ヒゲ専用の小さなブラシを、夫へのプレゼントとして買い求めたこともある店。
この夏の初めには、ヒゲ用のシャンプーを探しに、2人で来店している。

ブラシ、櫛、電動バリカン、専用クリーム、専用シャンプー、ワックス。
ヒゲに関する品物なら、なんでも揃う。

1960年代の創業当時からあるらしき什器に並ぶ、商品の様子は博物館さながら。
そういえば、中学校の理科室のビーカーが並ぶ棚や、鉱物標本ケースも大好きだったな。

クラシックな赤い椅子が2台鎮座する、窓ぎわの明るい一角がヒゲ剃りコーナー。

ヒゲ剃り師の若い男性は、気さくでとても感じが良かった。
なんと、日本が好きなのだそうで、自宅でラーメンを作って替え玉するのに凝っている、と話してくれた。

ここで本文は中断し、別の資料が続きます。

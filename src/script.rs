//! Script loading.
//!
//! Loading is two steps:
//!
//! ```text
//! source text ── parse (parser.rs) ──▶ ast::Root ── ingest ──▶ Brain
//! ```
//!
//! `parse` only reads syntax; `ingest` merges a [`ast::Root`] into the bot's
//! brain, applying `<undef>` deletions and compiling trigger patterns.
//! Several documents may be loaded in any order; later definitions win and
//! topics accumulate triggers.

#[path = "script/ast.rs"]
pub mod ast;
#[path = "script/parser.rs"]
mod parser;

#[cfg(test)]
#[path = "script/tests.rs"]
mod tests;

use std::collections::HashMap;
use std::sync::Arc;

pub use parser::parse;

use crate::engine::Pattern;
use crate::objects::ObjectRegistry;
use crate::{Brain, Condition, ReplyTemplate, Trigger, UNDEF_TAG};

/// Store `value` under `key`, or delete `key` when `value` is `<undef>`.
pub(crate) fn define(map: &mut HashMap<String, String>, key: &str, value: &str) {
    if value == UNDEF_TAG {
        map.remove(key);
    } else {
        map.insert(key.to_string(), value.to_string());
    }
}

/// Merge a parsed document into `brain`.
pub(crate) fn ingest(brain: &mut Brain, objects: &mut ObjectRegistry, root: ast::Root) {
    let begin = root.begin;
    for (key, value) in &begin.global {
        define(brain.globals.get_mut(), key, value);
    }
    for (key, value) in &begin.var {
        define(brain.vars.get_mut(), key, value);
    }
    for (key, value) in &begin.sub {
        define(&mut brain.subs, key, value);
    }
    for (key, value) in &begin.person {
        define(&mut brain.person, key, value);
    }
    for (name, items) in begin.array {
        if matches!(items.as_slice(), [only] if only == UNDEF_TAG) {
            brain.arrays.remove(&name);
        } else {
            brain.arrays.insert(name, items);
        }
    }

    for (name, topic) in root.topics {
        let entry = brain.topics.entry(name.clone()).or_default();
        for include in topic.includes {
            if !entry.includes.contains(&include) {
                entry.includes.push(include);
            }
        }
        for inherit in topic.inherits {
            if !entry.inherits.contains(&inherit) {
                entry.inherits.push(inherit);
            }
        }
        entry.triggers.extend(topic.triggers.into_iter().map(|t| Arc::new(compile_trigger(&name, t))));
    }

    for object in root.objects {
        if !objects.has_handler(&object.language) {
            log::warn!("no handler for '{}' objects, skipping '{}'", object.language, object.name);
            continue;
        }
        match objects.load(&object.name, &object.language, &object.code) {
            Ok(()) => log::debug!("loaded object macro '{}' ({})", object.name, object.language),
            Err(err) => log::warn!("object macro '{}' failed to load: {err}", object.name),
        }
    }
}

fn compile_trigger(topic: &str, trigger: ast::Trigger) -> Trigger {
    Trigger {
        topic: topic.to_string(),
        pattern: Pattern::compile(&trigger.pattern),
        previous: trigger.previous.as_deref().map(Pattern::compile),
        replies: trigger.replies.iter().map(|r| ReplyTemplate::parse(r)).collect(),
        conditions: trigger.conditions.iter().filter_map(|c| Condition::parse(c)).collect(),
        redirect: trigger.redirect,
    }
}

「日本の漫画を読んでいると、登場人物のラーメン鉢に2玉目の麺が入れられるシーンがあって、それと同じようにしている」と。
細かい所をよく見ているな。

最初はバリカンでざっと毛量を減らし、次にハサミで整え、最後に剃刀で仕上げ。

途中で、次の予約客であるバイキングのような髭をたたえた男性が入ってきて、私の向かいに腰掛けた。

ずっと横からと斜め後ろからしか見ていなかったので、本人が正面に立った時には驚いた。夫は5歳くらい若返っていた。

ヒゲの曲がる場所を少し上げて、角度をつけるだけで、ずいぶん変わるもんだな。